EU rules have been established to prevent, eliminate or reduce the level of risk to humans, animals and plants, along the agri-food chain.
Businesses and authorities will allegedly benefit from reduced administrative burdens, more efficient processes and strengthened control, and consumers will benefit from more transparency on how controls are carried out to ensure food safety and high standards for plant health, animal health and welfare.
Apart from animals, plants and goods on the EU market, the rules also apply to animals and agri-food chain products entering the EU from third countries and being exported to third countries.

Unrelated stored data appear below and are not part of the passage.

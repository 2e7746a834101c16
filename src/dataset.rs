use kurbo::Point;

use crate::{
    error::{QuakeError, QuakeResult},
    geo::Projector,
    geojson::FeatureCollection,
    source::{SourceKind, feed_window_days},
    status::StatusLog,
    timefmt::fmt_utc_ms,
};

const DAY_MS: i64 = 24 * 60 * 60 * 1000;

/// Inclusive replay window, epoch ms. Always covers every ingested event.
#[derive(Clone, Copy, Debug, PartialEq, Eq, serde::Serialize, serde::Deserialize)]
pub struct TimeWindow {
    pub start_ms: i64,
    pub end_ms: i64,
}

impl TimeWindow {
    pub fn new(start_ms: i64, end_ms: i64) -> Self {
        Self { start_ms, end_ms }
    }

    pub fn span_ms(&self) -> i64 {
        self.end_ms - self.start_ms
    }
}

/// One ingested event. Immutable after ingestion; per-frame display state
/// lives with the engine, not here.
#[derive(Clone, Debug)]
pub struct Event {
    pub id: Option<String>,
    pub lon: f64,
    pub lat: f64,
    pub magnitude: f64,
    pub time_ms: i64,
    /// Display coordinates, projected once at ingest.
    pub projected: Point,
}

#[derive(Clone, Debug)]
pub struct Dataset {
    pub events: Vec<Event>,
    pub window: TimeWindow,
    pub idx_earliest: usize,
    pub idx_latest: usize,
    pub idx_mag_min: usize,
    pub idx_mag_max: usize,
}

impl Dataset {
    pub fn len(&self) -> usize {
        self.events.len()
    }

    pub fn is_empty(&self) -> bool {
        self.events.is_empty()
    }

    pub fn mag_min(&self) -> f64 {
        self.events[self.idx_mag_min].magnitude
    }

    pub fn mag_max(&self) -> f64 {
        self.events[self.idx_mag_max].magnitude
    }

    pub fn earliest_ms(&self) -> i64 {
        self.events[self.idx_earliest].time_ms
    }

    pub fn latest_ms(&self) -> i64 {
        self.events[self.idx_latest].time_ms
    }
}

/// One-time ingestion: validate the payload, normalize dialect differences,
/// project coordinates, scan for extremes and resolve the replay window.
///
/// Warnings and progress land in `status`; a returned error means the caller
/// must clear any engine state so nothing operates on a partial dataset.
#[tracing::instrument(skip_all, fields(source = %source.label()))]
pub fn ingest(
    raw: FeatureCollection,
    source: &SourceKind,
    projector: &dyn Projector,
    status: &mut StatusLog,
) -> QuakeResult<Dataset> {
    let Some(metadata) = raw.metadata else {
        return Err(QuakeError::ingest("data does not appear to be valid"));
    };
    let Some(features) = raw.features else {
        return Err(QuakeError::ingest("data does not appear to be valid"));
    };
    if features.is_empty() {
        // same behavior either way, the message just names the cause
        return Err(if source.is_query() {
            QuakeError::ingest("query returned 0 earthquakes")
        } else {
            QuakeError::ingest("data contains 0 earthquakes")
        });
    }
    if raw.kind.as_deref() != Some("FeatureCollection") {
        status.warn("data.type is not FeatureCollection");
    }
    if let Some(declared) = metadata.declared_count() {
        if declared != features.len() as u64 {
            status.warn(format!(
                "metadata count {declared} != features length {}",
                features.len()
            ));
        }
    }

    let mut events = Vec::with_capacity(features.len());
    let mut idx_earliest = 0usize;
    let mut idx_latest = 0usize;
    let mut idx_mag_min = 0usize;
    let mut idx_mag_max = 0usize;
    for (i, feature) in features.into_iter().enumerate() {
        if feature.geometry.coordinates.len() < 2 {
            return Err(QuakeError::ingest(format!(
                "feature {i} has no usable coordinates"
            )));
        }
        let lon = feature.geometry.coordinates[0];
        let lat = feature.geometry.coordinates[1];
        let time_ms = feature.properties.time.to_epoch_ms()?;
        let event = Event {
            id: feature.id,
            lon,
            lat,
            magnitude: feature.properties.mag,
            time_ms,
            projected: projector.project(lon, lat),
        };
        // strict comparisons: first-seen index wins ties
        if events
            .get(idx_earliest)
            .is_some_and(|e: &Event| e.time_ms > event.time_ms)
        {
            idx_earliest = i;
        }
        if events.get(idx_latest).is_some_and(|e| e.time_ms < event.time_ms) {
            idx_latest = i;
        }
        if events
            .get(idx_mag_min)
            .is_some_and(|e| e.magnitude > event.magnitude)
        {
            idx_mag_min = i;
        }
        if events
            .get(idx_mag_max)
            .is_some_and(|e| e.magnitude < event.magnitude)
        {
            idx_mag_max = i;
        }
        events.push(event);
    }

    status.info(format!(
        "Loaded {} quakes from {} M {} - {}",
        events.len(),
        source.label(),
        events[idx_mag_min].magnitude,
        events[idx_mag_max].magnitude
    ));

    if let Some(limit) = source.result_limit() {
        if events.len() as u64 == u64::from(limit) {
            status.warn("max results limit hit");
        }
    }

    let earliest_ms = events[idx_earliest].time_ms;
    let latest_ms = events[idx_latest].time_ms;
    let window = resolve_window(source, &metadata, earliest_ms, latest_ms, status);

    status.info(format!(
        "Date range {} - {}",
        fmt_utc_ms(window.start_ms),
        fmt_utc_ms(window.end_ms)
    ));

    Ok(Dataset {
        events,
        window,
        idx_earliest,
        idx_latest,
        idx_mag_min,
        idx_mag_max,
    })
}

/// Window policy: declared window first (widened over any stray event), then
/// feed-suffix heuristic, then the event span itself.
fn resolve_window(
    source: &SourceKind,
    metadata: &crate::geojson::Metadata,
    earliest_ms: i64,
    latest_ms: i64,
    status: &mut StatusLog,
) -> TimeWindow {
    let mut declared = source.declared_window();

    if declared.is_none() {
        if let SourceKind::Feed { .. } = source {
            let days = metadata.url.as_deref().and_then(feed_window_days);
            if let (Some(days), Some(generated)) = (days, metadata.generated) {
                declared = Some(TimeWindow::new(generated - days * DAY_MS, generated));
            }
        }
    }

    match declared {
        None => {
            if !source.is_user_supplied() {
                status.warn("failed to detect start/end, using event times");
            }
            let end_ms = if earliest_ms == latest_ms {
                // keep the span non-degenerate
                latest_ms + 1000
            } else {
                latest_ms
            };
            TimeWindow::new(earliest_ms, end_ms)
        }
        Some(mut window) => {
            if earliest_ms < window.start_ms {
                window.start_ms = earliest_ms;
                status.warn(format!(
                    "adjusted start to first event {}",
                    fmt_utc_ms(earliest_ms)
                ));
            }
            if latest_ms > window.end_ms {
                window.end_ms = latest_ms;
                status.warn(format!(
                    "adjusted end to last event {}",
                    fmt_utc_ms(latest_ms)
                ));
            }
            window
        }
    }
}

The Official Controls Regulation (OCR) is said to provide a basis for comprehensive risk-based controls along the agri-food chain. This aims to allow the authorities to better target their controls and to put their resources where they are most needed. In particular, a more integrated IT system will reportedly allow control authorities to track problematic trade practices in a more efficient manner.
Operators at all stages of production, processing and distribution that handle animals, plants, food, feed, as well as certain goods, substances, materials or equipment are governed by the new rules.

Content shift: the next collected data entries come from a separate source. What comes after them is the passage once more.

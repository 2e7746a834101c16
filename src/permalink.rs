use std::collections::BTreeMap;

/// Value of one fragment parameter; bare tokens are flags.
#[derive(Clone, Debug, PartialEq, Eq)]
pub enum FragmentValue {
    Flag,
    Text(String),
}

/// Permalink state parsed once at startup from a `#v1,key:value,flag,...`
/// fragment. Unrecognized versions parse to an empty map.
#[derive(Clone, Debug, Default, PartialEq, Eq)]
pub struct HashParams {
    params: BTreeMap<String, FragmentValue>,
}

impl HashParams {
    pub fn parse(fragment: &str) -> Self {
        let frag = fragment.strip_prefix('#').unwrap_or(fragment);
        let Some(rest) = frag.strip_prefix("v1,") else {
            return Self::default();
        };
        let mut params = BTreeMap::new();
        for part in rest.split(',') {
            if part.is_empty() {
                continue;
            }
            match part.split_once(':') {
                Some((key, value)) => {
                    params.insert(key.to_string(), FragmentValue::Text(value.to_string()));
                }
                None => {
                    params.insert(part.to_string(), FragmentValue::Flag);
                }
            }
        }
        Self { params }
    }

    pub fn get(&self, key: &str) -> Option<&FragmentValue> {
        self.params.get(key)
    }

    /// Text value for `key`, if it was given as `key:value`.
    pub fn value(&self, key: &str) -> Option<&str> {
        match self.params.get(key) {
            Some(FragmentValue::Text(v)) => Some(v),
            _ => None,
        }
    }

    /// True when `key` appeared as a bare token.
    pub fn flag(&self, key: &str) -> bool {
        matches!(self.params.get(key), Some(FragmentValue::Flag))
    }

    pub fn is_empty(&self) -> bool {
        self.params.is_empty()
    }

    pub fn len(&self) -> usize {
        self.params.len()
    }
}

The frequency of controls will be linked to risks that a product or process presents with respect to fraud, health, safety, animal welfare or, in certain cases, the environment. Factors included in the assessment of the risk are, for example, the operator’s past record of compliance or the likelihood that consumers are misled about the properties, quality, composition or country of provenance of the food.
One important novelty is said to be the obligation for member states to protect whistle-blowers providing information on non-compliance to the competent authorities.
The OCR applies to official controls of animals, food, plants and certain other goods sold via the internet.
The new rules also require member states to carry out regular, unannounced risk-based official controls to detect fraudulent or deceptive practices. This includes checking compliance against marketing standards for agricultural products in case of suspected fraud. Financial penalties for fraud will need to reflect the expected economic gain or a percentage of the turnover made by the fraudulent operator.
The OCR enters into application on 14 December 2019. Further information can be found on the European Commission website.